20th May 2004, 19:51
To understand this matter we must look at how an airspeed indicator (ASI) works. Its takes in total pressure, which is the sum of dynamic pressure plus static pressure and puts this into a capsule. It also takes in static pressure and puts this on the ontside of the capsule. So dynamic plus static is trying to expand the capsule while static pressure is trying to compress it. The static pressure inside and outside the capsule cancel each other out, leaving dynamic pressure to expand the capsule. The expansion of the capsule is used to move the pointer to give an indication of airspeed. ASIs are calibrated to give an indication that is equal to TAS at low speeds at ISA msl.

As expained in previous posts every ASI is slightly different from every other ASI so the actual indication includes minor individual instrument errors.

The next type of error is caused by problems encountered in capturing the dynamic and static pressures. Unless the pitot probe is pointing directly at the undisturbed airflow the pressure detected will be different from the actual pressure. When sensing the static pressure movement of airflow around the aircraft will also cause errors. These pressure sensing errors are not constant, but change as angle of attack changes. But if we correct the indicated airspeed to cancel out these error we get Calibrated Airspeed or CAS.

The next type of error, and I suspect that this is the one that you are asking about WhiteKnight, is compressibility error. To understand this we must look at the nature of dynamic pressure.

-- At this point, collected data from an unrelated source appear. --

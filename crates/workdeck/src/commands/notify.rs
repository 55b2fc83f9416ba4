use clap::ArgMatches;
use tracing::{debug, info};

use workdeck_core::config::Config;
use workdeck_core::git_ops;
use workdeck_core::ipc;
use workdeck_core::Notification;

/// Send one refresh hint to a running board.
///
/// Notifying is best-effort by contract: no project, no board, or a dead
/// socket all end with exit code 0 so hooks and scripts never break.
pub(crate) fn handle_notify_command(
    matches: &ArgMatches,
) -> Result<(), Box<dyn std::error::Error>> {
    let kind = matches
        .get_one::<String>("kind")
        .ok_or("Kind argument is required")?;

    info!(event = "cli.notify_started", kind = kind);

    let Some(notification) = Notification::from_kind(kind) else {
        // Unreachable through the CLI parser; still not worth failing over
        debug!(event = "cli.notify_skipped", reason = "unknown_kind", kind = kind);
        return Ok(());
    };

    let project = match git_ops::detect_project() {
        Ok(project) => project,
        Err(e) => {
            debug!(event = "cli.notify_skipped", reason = %e);
            return Ok(());
        }
    };

    let config = Config::new();
    let socket_path = config.socket_path(&project.id);
    ipc::send_notification(&socket_path, &notification);

    info!(event = "cli.notify_completed", kind = kind);

    Ok(())
}
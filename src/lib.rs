//! Fixed-capacity unsigned big integers and exact, correctly rounded fixed-precision
//! decimal formatting of `f64` values.
//!
//! A finite double is converted to the exact ratio of two big integers, and its
//! decimal digits are produced by long division, so the output for any precision
//! matches the infinitely precise value rounded half to even. The same digits back the
//! `%f` conversion of a small printf-style formatter.
//!
//! ## Examples
//!
//! ```
//! use bigdtoa::{to_decimal_digits, format_to_slice, Arg};
//!
//! let d = to_decimal_digits(0.1, 20).unwrap();
//! assert_eq!(d.to_string(), "0.10000000000000000555");
//!
//! let mut buf = [0u8; 32];
//! let n = format_to_slice(&mut buf, "%s=%08.3f", &[Arg::Str("x"), Arg::Float(-2.0625)]).unwrap();
//! assert_eq!(&buf[..n], b"x=-002.062");
//! ```
//!
//! The big integer engine works on a fixed inline array of 32-bit limbs and never
//! allocates. Without the `std` feature the crate is `no_std` and needs only `alloc`
//! for the digit buffers of a conversion result.

#![cfg_attr(not(feature = "std"), no_std)]
#![deny(missing_docs)]
#![deny(clippy::suspicious)]
#![allow(clippy::comparison_chain)]
#![allow(clippy::should_implement_trait)]
#![allow(clippy::collapsible_else_if)]
#![allow(clippy::collapsible_if)]
#![allow(clippy::module_inception)]
#![allow(clippy::len_without_is_empty)]

#[cfg(not(feature = "std"))]
extern crate alloc;

mod bigint;
mod common;
mod defs;
mod dtoa;
mod for_3rd;
mod format;
mod ieee754;
mod platform;
mod sink;

pub use crate::bigint::BigUnsigned;
pub use crate::defs::DoubleWord;
pub use crate::defs::Error;
pub use crate::defs::Sign;
pub use crate::defs::Word;
pub use crate::dtoa::to_decimal_digits;
pub use crate::dtoa::DecimalDigits;
pub use crate::dtoa::ExactRatio;
pub use crate::format::format_to_slice;
pub use crate::format::write_formatted;
pub use crate::format::Arg;
pub use crate::ieee754::decompose;
pub use crate::ieee754::Class;
pub use crate::ieee754::DecomposedDouble;
pub use crate::platform::check_byte_order;
pub use crate::platform::is_little_endian;
pub use crate::sink::Sink;
pub use crate::sink::SliceSink;

#[cfg(feature = "std")]
pub use crate::format::print;
#[cfg(feature = "std")]
pub use crate::sink::Console;
#[cfg(feature = "std")]
pub use crate::sink::ConsoleHandle;

pub use crate::defs::DEFAULT_PRECISION;
pub use crate::defs::MAX_LIMBS;
pub use crate::defs::WORD_BASE;
pub use crate::defs::WORD_BIT_SIZE;
pub use crate::defs::WORD_MAX;
pub use crate::defs::WORD_SIGNIFICANT_BIT;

Dynamic Pressure is the pressure exerted when a moving airstream is brought to rest on a surface. The surface must exert a force upon the air to bring it to rest, and dynamic pressure is the Newton's third law equal and opposite reaction to this force.

Dynamic pressure is equal to 1/2 Rho Vsquared, where Rho is air density and V is the TAS. If we ignore the instrument and pressure sensing errors, we IAS = CAS = TAS at ISA m,sl at reasonably low airspeeds.

But as speed increases, the dynamic pressure acting inside the pitot probe compresses the air, thereby increasing its density slightly. This in turn will increase the dynamic pressure and the indication given by the ASI. The increase in denity, dynamic pressure and airspeed indication are proportional to the TAS squared. So this compressibility error increases as airspeed increases.

This means that the ASI tends to over-indicate as airspeed increases. To get the correct value we must subtract the compressibility error from the CAS to get the equivalent airspeed or EAS.

At low speeds this compressibility error is negligible so we can say that CAS = EAS = TAS at low speeds at ISA msl. But as speed increases, the difference betweeen CAS and EAS increases. We can however say that EAS continues to equal TAS at all speds at ISA msl. But as Genghis has said the compressibility error is only significant at high speeds.

So getting back to your original question, no CAS does not equal TAS at high speeds. But EAS = TAS at all speeds (within reason)at ISA msl.

25th May 2004, 19:41
Charles E,

Been away, not avoiding you.

Dead right. I should have said "At any GREATER pressure altitude."

Still, abeler scibes than I have covered it all in detail.